In the video below, Did You Know? explained the idea behind the trick and noted that it was first reported in Limpopo, South Africa. After that first incident, a video made in Mexico, which warned others about the perilous act, quickly went viral. However, as much as the video informed drivers of this act, it also gifted wannabe thieves with a strategy.
Here's how the "bottle on the car trick" works.
A criminal(s) will target an unattended parked car. Then, he or she will place a plastic bottle inside the crevice of one of the tires and its wheel well. That criminal may then go back into hiding, while keeping an eye on the car.
When the driver returns to the car, there's a good chance he or she probably won't notice the bottle (I mean, do you inspect your car's tires every time you drive?)

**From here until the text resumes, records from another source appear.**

mod events;
mod world;

pub use events::ColliderTag;
pub use world::ArenaPhysics;
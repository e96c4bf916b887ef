/// Estimates the server's wall clock from timestamped round trips.
///
/// Offsets are `server - local` in milliseconds and smoothed with an
/// exponential moving average. Until the first pong arrives, snapshot
/// timestamps stand in as samples.
#[derive(Debug, Clone)]
pub struct ClockSync {
    smoothing: f64,
    offset_ms: Option<f64>,
    rtt_ms: Option<f64>,
    from_pong: bool,
}

impl ClockSync {
    pub fn new(smoothing: f64) -> Self {
        Self {
            smoothing: smoothing.clamp(0.0, 1.0),
            offset_ms: None,
            rtt_ms: None,
            from_pong: false,
        }
    }

    /// `sent_at` is the local time echoed back by the pong.
    pub fn on_pong(&mut self, sent_at: f64, server_time: u64, now: f64) {
        let rtt = (now - sent_at).max(0.0);
        self.rtt_ms = Some(match self.rtt_ms {
            Some(prev) => prev + (rtt - prev) * self.smoothing,
            None => rtt,
        });

        if server_time == 0 {
            return;
        }
        let sample = server_time as f64 + rtt / 2.0 - now;
        if !self.from_pong {
            // snapshot-based samples include one-way latency; start over
            self.offset_ms = None;
            self.from_pong = true;
        }
        self.mix(sample);
    }

    pub fn on_snapshot(&mut self, server_time: u64, now: f64) {
        if !self.from_pong {
            self.mix(server_time as f64 - now);
        }
    }

    fn mix(&mut self, sample: f64) {
        self.offset_ms = Some(match self.offset_ms {
            Some(prev) => prev + (sample - prev) * self.smoothing,
            None => sample,
        });
    }

    pub fn offset_ms(&self) -> Option<f64> {
        self.offset_ms
    }

    pub fn rtt_ms(&self) -> Option<f64> {
        self.rtt_ms
    }

    pub fn server_now(&self, now: f64) -> f64 {
        now + self.offset_ms.unwrap_or(0.0)
    }

    /// Render delay: the base floor, raised to the measured round trip.
    pub fn buffer_delay(&self, base_ms: f64) -> f64 {
        self.rtt_ms.map_or(base_ms, |rtt| rtt.max(base_ms))
    }

    pub fn render_time(&self, now: f64, base_ms: f64) -> f64 {
        self.server_now(now) - self.buffer_delay(base_ms)
    }
}
use std::path::Path;

use glam::Vec2;
use serde::{Deserialize, Serialize};

#[derive(Debug, thiserror::Error)]
pub enum ConfigError {
    #[error("failed to read game config: {0}")]
    Io(#[from] std::io::Error),
    #[error("invalid game config: {0}")]
    Json(#[from] serde_json::Error),
}

/// Physical constants of one match, in pixels and pixels per frame.
///
/// The physics world runs in meters; `meters_per_pixel` converts between
/// the two and `tick_rate` converts per-frame speeds into per-second ones.
#[derive(Debug, Clone, PartialEq, Serialize, Deserialize)]
#[serde(default)]
pub struct GameConfig {
    pub width: f32,
    pub height: f32,
    pub wall: f32,
    pub goal_height: f32,

    pub paddle_radius: f32,
    pub puck_radius: f32,

    pub paddle_speed: f32,
    pub puck_serve_vx: f32,
    pub puck_serve_vy_min: f32,
    pub puck_serve_vy_spread: f32,
    pub max_puck_speed: f32,

    pub score_to_win: u32,

    pub left_start: Vec2,
    pub right_start: Vec2,
    pub puck_start: Vec2,

    pub wall_restitution: f32,
    pub paddle_restitution: f32,
    pub puck_restitution: f32,
    pub puck_damping: f32,

    pub tick_rate: u32,
    pub meters_per_pixel: f32,
}

impl Default for GameConfig {
    fn default() -> Self {
        Self {
            width: 900.0,
            height: 520.0,
            wall: 40.0,
            goal_height: 140.0,

            paddle_radius: 26.0,
            puck_radius: 16.0,

            paddle_speed: 6.8,
            puck_serve_vx: 6.2,
            puck_serve_vy_min: 2.2,
            puck_serve_vy_spread: 2.8,
            max_puck_speed: 20.0,

            score_to_win: 7,

            left_start: Vec2::new(140.0, 260.0),
            right_start: Vec2::new(760.0, 260.0),
            puck_start: Vec2::new(450.0, 260.0),

            wall_restitution: 0.98,
            paddle_restitution: 0.6,
            puck_restitution: 0.95,
            puck_damping: 0.01,

            tick_rate: 60,
            meters_per_pixel: 0.01,
        }
    }
}

impl GameConfig {
    pub fn load(path: impl AsRef<Path>) -> Result<Self, ConfigError> {
        let text = std::fs::read_to_string(path)?;
        Self::from_json(&text)
    }

    pub fn from_json(text: &str) -> Result<Self, ConfigError> {
        Ok(serde_json::from_str(text)?)
    }

    pub fn fixed_dt(&self) -> f32 {
        1.0 / self.tick_rate.max(1) as f32
    }

    /// Paddle travel per fixed step, in pixels.
    pub fn paddle_step(&self) -> f32 {
        self.paddle_speed * self.tick_rate as f32 * self.fixed_dt()
    }

    /// Converts a pixels-per-frame speed into pixels per second.
    pub fn per_second(&self, px_per_frame: f32) -> f32 {
        px_per_frame * self.tick_rate as f32
    }
}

Eventually, the driver will start the car, try to pull away, but likely stop and panic once that plastic cracking noise begins. Ahh, make it stop!
The driver will probably leave the keys in the engine, open the car door, and do a loop around to find the problematic tire, which will most likely be on the passenger’s side.
As the driver crouches down to yank the bottle out, the criminal may then hop in the car and take off, or steal some of the driver's belongings and run away.
Does it sound a little bonkers? Perhaps. But while there has been some doubt shined upon these cases, the strategy does make sense if someone was to try it out. Plus, under certain circumstances (it's dark out, the weather is bad, the driver is of old age, etc.), it could actually work.
The bottom line: Even though it may never ever happen to you, it's always good to know about.